The financial industry doesn't help. Dave Ramsey talks to you like you're 22 with your first credit card. Kiplinger assumes you already have a brokerage account. Morning Brew gives you headlines, not a plan. Nobody is speaking to people who earn plenty but save nothing with practical guidance and zero judgment.

48%
of $100K+ earners are paycheck to paycheck
24.6%
consumer price increase, 2020–2025
$0
what most HENRYs have saved despite six-figure incomes
Who's Behind This

Not a guru. Not a broker. A writer.

Joshua Becker is a New York Times bestselling author and the founder of Becoming Minimalist, read by over 2 million people. He's written five books on the relationship between what we own, what we spend, and what actually matters.

He doesn't sell finance courses. Doesn't pitch investment products. Doesn't claim to have a "system" that makes money while you sleep. He writes a quarterly magazine about money that treats readers like adults.

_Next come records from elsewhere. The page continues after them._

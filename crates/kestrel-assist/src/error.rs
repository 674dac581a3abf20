//! Assist error types

use thiserror::Error;

#[derive(Error, Debug)]
pub enum AssistError {
    #[error("Transport error: {0}")]
    Transport(#[from] reqwest::Error),

    #[error("Inference server error: {0}")]
    Server(String),

    #[error("Malformed stream chunk: {0}")]
    MalformedChunk(#[from] serde_json::Error),
}
//! Kestrel Navigation
//!
//! Address bar input resolution:
//! 1. URL-shaped input (before or after normalization) → navigate
//! 2. Everything else → search with the configured engine
//!
//! Search engines form a closed registry; asking for an engine that is not
//! registered is a configuration defect, not a user error.

mod error;
mod registry;
mod resolver;

pub use error::NavigationError;
pub use registry::{SearchEngine, SearchEngineRegistry};
pub use resolver::{AddressResolver, ResolvedTarget};

pub type Result<T> = std::result::Result<T, NavigationError>;
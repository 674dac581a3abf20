//! Shell error types

use thiserror::Error;

#[derive(Error, Debug)]
pub enum ShellError {
    #[error(transparent)]
    Core(#[from] kestrel_core::CoreError),

    #[error(transparent)]
    Download(#[from] kestrel_core::DownloadError),

    #[error("AI summarization is disabled")]
    AssistDisabled,
}
//! Download data structure

use chrono::{DateTime, Utc};
use serde::{Deserialize, Serialize};
use uuid::Uuid;

#[derive(Debug, Clone, Copy, PartialEq, Eq, Serialize, Deserialize)]
#[serde(rename_all = "lowercase")]
pub enum DownloadState {
    /// Waiting for user consent
    Pending,
    /// Transfer in progress on the rendering surface
    Downloading,
    /// Transfer finished successfully
    Completed,
    /// Transfer failed
    Failed,
    /// Declined or aborted by the user
    Cancelled,
}

impl DownloadState {
    pub fn as_str(&self) -> &'static str {
        match self {
            DownloadState::Pending => "pending",
            DownloadState::Downloading => "downloading",
            DownloadState::Completed => "completed",
            DownloadState::Failed => "failed",
            DownloadState::Cancelled => "cancelled",
        }
    }
}

/// Risk level based on the suggested file name
#[derive(Debug, Clone, Copy, PartialEq, Eq, Serialize, Deserialize)]
pub enum RiskLevel {
    Safe,
    Warning,
    Dangerous,
}

#[derive(Debug, Clone, Serialize, Deserialize)]
pub struct Download {
    pub id: String,
    pub url: String,
    pub file_name: String,
    pub total_bytes: Option<u64>,
    pub downloaded_bytes: u64,
    pub state: DownloadState,
    pub created_at: DateTime<Utc>,
    pub completed_at: Option<DateTime<Utc>>,
}

impl Download {
    pub fn new(url: String, file_name: String) -> Self {
        Self {
            id: Uuid::new_v4().to_string(),
            url,
            file_name,
            total_bytes: None,
            downloaded_bytes: 0,
            state: DownloadState::Pending,
            created_at: Utc::now(),
            completed_at: None,
        }
    }

    /// Progress as a percentage (0-100)
    pub fn progress(&self) -> f64 {
        match self.total_bytes {
            Some(total) if total > 0 => {
                (self.downloaded_bytes as f64 / total as f64 * 100.0).min(100.0)
            }
            _ => 0.0,
        }
    }

    /// Risk level from the suggested file name's extension. The surface
    /// hands us a name before any bytes arrive, so this is all there is
    /// to classify on.
    pub fn risk_level(&self) -> RiskLevel {
        let extension = self
            .file_name
            .rsplit_once('.')
            .map(|(_, ext)| ext.to_ascii_lowercase())
            .unwrap_or_default();

        match extension.as_str() {
            // Executables and installers
            "exe" | "msi" | "bat" | "cmd" | "com" | "scr" | "dll" => RiskLevel::Dangerous,
            // Scripts
            "sh" | "ps1" | "js" | "vbs" | "py" => RiskLevel::Warning,
            // Archives
            "zip" | "rar" | "7z" | "tar" | "gz" | "xz" => RiskLevel::Warning,
            // Documents and media
            "pdf" | "txt" | "html" | "css" | "json" | "png" | "jpg" | "jpeg" | "gif" | "webp"
            | "svg" | "mp3" | "mp4" | "ogg" | "webm" | "wav" => RiskLevel::Safe,
            // Unknown defaults to warning
            _ => RiskLevel::Warning,
        }
    }

    /// Whether this download should be gated behind a confirmation when
    /// download warnings are enabled
    pub fn needs_warning(&self) -> bool {
        self.risk_level() != RiskLevel::Safe
    }
}

#[cfg(test)]
mod tests {
    use super::*;

    #[test]
    fn test_new_download() {
        let download = Download::new(
            "https://example.com/file.pdf".to_string(),
            "file.pdf".to_string(),
        );

        assert_eq!(download.state, DownloadState::Pending);
        assert_eq!(download.downloaded_bytes, 0);
        assert!(download.completed_at.is_none());
    }

    #[test]
    fn test_progress() {
        let mut download = Download::new(
            "https://example.com/file.zip".to_string(),
            "file.zip".to_string(),
        );

        download.total_bytes = Some(1000);
        download.downloaded_bytes = 500;

        assert!((download.progress() - 50.0).abs() < 0.01);
    }

    #[test]
    fn test_progress_without_total() {
        let download = Download::new("https://example.com/f".to_string(), "f".to_string());
        assert_eq!(download.progress(), 0.0);
    }

    #[test]
    fn test_risk_level_by_extension() {
        let mut download = Download::new("https://example.com/x".to_string(), "photo.PNG".to_string());
        assert_eq!(download.risk_level(), RiskLevel::Safe);
        assert!(!download.needs_warning());

        download.file_name = "setup.exe".to_string();
        assert_eq!(download.risk_level(), RiskLevel::Dangerous);
        assert!(download.needs_warning());

        download.file_name = "archive.zip".to_string();
        assert_eq!(download.risk_level(), RiskLevel::Warning);

        download.file_name = "no_extension".to_string();
        assert_eq!(download.risk_level(), RiskLevel::Warning);
    }
}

That's it. That's the whole pitch.

2M+Readers
NYTBestseller
31Issues Published
Joshua Becker
The Quarterly Reset

Willpower fades. Systems don't.

Every 90 days, you get a new issue. Not because you need more information, but because drift is real. Habits decay. Spending creeps back. A quarterly reset catches the slide before it turns into a year of regret.

March 1
Spring Audit
Post-holiday reality check. Find the subscriptions, the recurring charges, the leaks that crept in over winter.
June 1
Mid-Year Recalibration
Half the year is gone. Are you ahead, behind, or drifting? This issue forces the honest answer.
September 1
Fall Foundation
Set up the last quarter so holiday spending doesn't wreck January. Plan before the chaos hits.
December 1
Year-End Reset
Tax prep, annual review, and the financial goals that will actually stick because they're built on 9 months of practice.

Most financial advice treats money like a project. Something you fix once and forget. But your spending has a gravitational pull. Without a consistent force pulling you back, the drift wins every time.

The Shift

From Earning Well to Actually Keeping It

Before

The Dinner Table Dread

Someone mentions investments and you change the subject. Your portfolio is... nonexistent.

The Mystery Drain

$8K, $10K, $12K a month goes out. You're not sure where. You're afraid to look.

The 2 AM Math

Lying awake calculating whether you can cover the mortgage, the tuition, the credit card minimum. All at once.

The Fraud Feeling

People assume you have money because you earn money. You smile and say nothing.

After

The Quiet Confidence

You know exactly where you stand. The conversation about money doesn't make you flinch.

The Visible Flow

Every dollar has a destination. The leaks are patched. You see the full picture every month.

The Deep Breath

An emergency fund that actually exists. Real savings growing. The treadmill slowing down.

The Real Deal

Your income finally matches your net worth. You're building something, not just maintaining appearances.

What Readers Say

People who found the leak. And plugged it.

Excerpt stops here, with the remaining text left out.